由此观之,(心)与“心”似乎是决不相容的两极。但,(心)是即物不起见,所以,由(心)方面而言,(心)与“心”并不矛盾、冲突或相杀。矛盾、冲突、相杀是由“心”看(心)时的现象。
“心”是分别计较为其特性,所谓是自心计,把一切分有无,别是非,而作种种运为。 “心”是不离分别性。所以不得不起见,如果起了见,就不能见(心)。(心)是以无见之见才能看到的。“心”如果不超越“心” 自身,就不可能变为(心)。 “心”是忆想分别,或分别计较为其性格,所以其作用经常被制限。不能“用而不废”。这是只属于(心)的作用。(心)能有这样的作用,是不属于色或识。就是说; “用而常空”“空而常用”的性格,就是属于(心)自体。(心)的此性格称谓“性净之理”。于“二种人”达摩所说: “无染、无著、无彼、无此”处,称法行得实现。行是用。称法的用是由空而出。无见之见是除此以外无由发出。分别计较的“心”是由于舍自,否定自,不起见而得到体认无见之见。这是“法逐人”,道元所云; “万法来证我”。反之, “人逐法”是自心计,在“法门”中称谓: “是者我自是,而物非是也,非者我自非,而物非非也”。

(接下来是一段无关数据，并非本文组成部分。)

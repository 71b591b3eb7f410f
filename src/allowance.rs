//! Allowance orchestration
//!
//! Given a required spend, reads the owner's current balance and allowance
//! and emits the minimal sequence of on-chain calls needed before the spend
//! can go through. Approvals are for exactly the required amount, never
//! unlimited, which bounds the blast radius if the spender contract is ever
//! compromised. Nothing is cached between calls: other approvals and races
//! can invalidate a previous read, so every plan starts from fresh state.

use tracing::info;

use crate::amount::{AmountCodec, BaseAmount};
use crate::chains::traits::TokenContract;
use crate::error::{EngineError, EngineResult};
use crate::tokens::TokenDescriptor;

/// One step of a spend plan, in execution order.
#[derive(Debug, Clone, PartialEq, Eq)]
pub enum SpendStep {
    /// Approve the spender for exactly this amount and wait for confirmation
    /// before proceeding.
    Approve {
        token: String,
        spender: String,
        amount: BaseAmount,
    },
    /// The caller-supplied spend call (top-up, add-receiver), valid only once
    /// every preceding step has confirmed.
    Spend,
}

/// Ordered call sequence satisfying one required spend.
#[derive(Debug, Clone, PartialEq, Eq)]
pub struct SpendPlan {
    pub steps: Vec<SpendStep>,
}

impl SpendPlan {
    pub fn approval(&self) -> Option<&SpendStep> {
        self.steps
            .iter()
            .find(|s| matches!(s, SpendStep::Approve { .. }))
    }
}

/// Plans the balance-check, allowance-check, approve, spend sequence for one
/// token.
#[derive(Debug, Clone)]
pub struct AllowanceOrchestrator {
    descriptor: TokenDescriptor,
    codec: AmountCodec,
}

impl AllowanceOrchestrator {
    pub fn new(descriptor: TokenDescriptor, codec: AmountCodec) -> Self {
        Self { descriptor, codec }
    }

    /// Builds the call sequence for a spend of `required` base units.
    ///
    /// Reads the owner's balance first and fails with the shortfall when it
    /// cannot cover the spend; then reads the current allowance and emits an
    /// approval step only when it falls short. A zero required amount yields
    /// an empty plan without touching the chain.
    ///
    /// # Returns
    ///
    /// * `Ok(SpendPlan)` - Steps to execute, ending with the spend
    /// * `Err(EngineError::InsufficientBalance)` - Balance below the required amount
    /// * `Err(EngineError::NetworkUnavailable)` - Balance or allowance read failed
    pub async fn ensure_spendable(
        &self,
        token: &dyn TokenContract,
        owner: &str,
        spender: &str,
        required: BaseAmount,
    ) -> EngineResult<SpendPlan> {
        if required.is_zero() {
            return Ok(SpendPlan { steps: Vec::new() });
        }

        let symbol = &self.descriptor.symbol;

        let balance = token.balance_of(owner).await?;
        if balance < required {
            let shortfall = required.saturating_sub(balance);
            return Err(EngineError::InsufficientBalance {
                shortfall: self.codec.to_human_units(shortfall, symbol)?,
                symbol: self.descriptor.display_symbol.clone(),
            });
        }

        let allowance = token.allowance(owner, spender).await?;
        let mut steps = Vec::new();

        if allowance < required {
            info!(
                "Approval needed for {}: allowance {} < required {}",
                symbol, allowance, required
            );
            steps.push(SpendStep::Approve {
                token: symbol.clone(),
                spender: spender.to_string(),
                amount: required,
            });
        }

        steps.push(SpendStep::Spend);
        Ok(SpendPlan { steps })
    }
}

据达摩的“安心法门”,安心是在于“慧眼开”处获得。佛教概称谓“慧的宗教”,其教说是以智慧为中心而展开。是以慧眼见到(心),由“心”的系缚脱离, 就是超越分别计较的“心”。在“二种人”称此“慧眼开”谓“壁观”。壁观是相当于今日所称的直观或直觉。慧眼是以无媒介的直觉性为其性格,除却不安心者,并不是分别计较其身,应是无分别无计较其身。应是不起见,逢物直达,而知其本源。直达是直观,在“法门”里“谈心寂灭,无动念处,是名正觉”,正觉、慧眼开、壁观是指同一事象。识心的分别计较寂灭、无动念处,即是一般要媒介的知识发不出来的地方。这就是一般所谓直觉或直观的所在。称谓“即物不起见”。物是对象, “即”是与对象打成一片。既经与对象打成一片,就无见者与所见,没有二物的对立。于兹“不见一物,名之见道”,无见之见成就。把此时的消息称谓“慧眼开” , 即是所谓“开悟”,而得到安心。